Stored entries
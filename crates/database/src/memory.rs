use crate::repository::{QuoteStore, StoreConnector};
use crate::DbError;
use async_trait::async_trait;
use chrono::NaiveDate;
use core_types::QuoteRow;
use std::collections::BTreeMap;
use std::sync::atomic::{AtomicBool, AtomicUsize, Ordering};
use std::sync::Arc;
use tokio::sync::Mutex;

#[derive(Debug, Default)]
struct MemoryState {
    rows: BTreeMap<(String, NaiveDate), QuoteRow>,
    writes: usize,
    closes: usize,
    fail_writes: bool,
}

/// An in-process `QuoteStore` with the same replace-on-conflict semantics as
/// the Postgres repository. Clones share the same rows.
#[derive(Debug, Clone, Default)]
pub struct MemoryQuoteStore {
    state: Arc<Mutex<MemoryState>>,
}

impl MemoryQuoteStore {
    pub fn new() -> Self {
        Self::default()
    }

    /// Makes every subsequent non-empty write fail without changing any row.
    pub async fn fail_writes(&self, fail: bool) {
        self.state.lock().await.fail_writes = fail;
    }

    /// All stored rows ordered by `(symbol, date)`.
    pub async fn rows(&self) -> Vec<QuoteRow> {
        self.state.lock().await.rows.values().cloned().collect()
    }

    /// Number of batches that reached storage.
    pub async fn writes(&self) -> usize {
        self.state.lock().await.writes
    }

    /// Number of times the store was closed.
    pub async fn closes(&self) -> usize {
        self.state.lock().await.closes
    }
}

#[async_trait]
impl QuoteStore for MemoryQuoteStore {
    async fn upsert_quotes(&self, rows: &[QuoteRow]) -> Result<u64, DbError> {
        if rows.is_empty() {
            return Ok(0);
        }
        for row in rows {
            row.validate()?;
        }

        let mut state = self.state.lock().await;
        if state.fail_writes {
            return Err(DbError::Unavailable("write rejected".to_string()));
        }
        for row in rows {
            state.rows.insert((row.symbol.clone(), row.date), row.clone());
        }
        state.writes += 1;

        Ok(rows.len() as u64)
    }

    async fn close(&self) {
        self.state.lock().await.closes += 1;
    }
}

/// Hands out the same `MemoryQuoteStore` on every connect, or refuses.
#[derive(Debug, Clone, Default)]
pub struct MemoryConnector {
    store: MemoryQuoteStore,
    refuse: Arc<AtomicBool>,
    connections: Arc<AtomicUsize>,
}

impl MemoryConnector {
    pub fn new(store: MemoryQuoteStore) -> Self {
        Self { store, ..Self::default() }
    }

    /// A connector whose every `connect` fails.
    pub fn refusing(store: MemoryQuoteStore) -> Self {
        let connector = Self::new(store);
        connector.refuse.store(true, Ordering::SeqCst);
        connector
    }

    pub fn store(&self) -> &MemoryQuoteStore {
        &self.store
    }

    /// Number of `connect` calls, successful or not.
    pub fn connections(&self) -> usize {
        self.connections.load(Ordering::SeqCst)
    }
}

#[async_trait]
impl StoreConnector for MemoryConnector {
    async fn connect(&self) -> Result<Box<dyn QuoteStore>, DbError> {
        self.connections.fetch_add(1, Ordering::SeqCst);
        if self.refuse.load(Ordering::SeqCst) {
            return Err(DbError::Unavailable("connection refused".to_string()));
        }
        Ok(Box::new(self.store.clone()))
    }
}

Problem statement :: The answer is every line in the data where the word "Unavailable" appears.

Task solution ::
            return Err(DbError::Unavailable("write rejected".to_string()));
            return Err(DbError::Unavailable("connection refused".to_string()));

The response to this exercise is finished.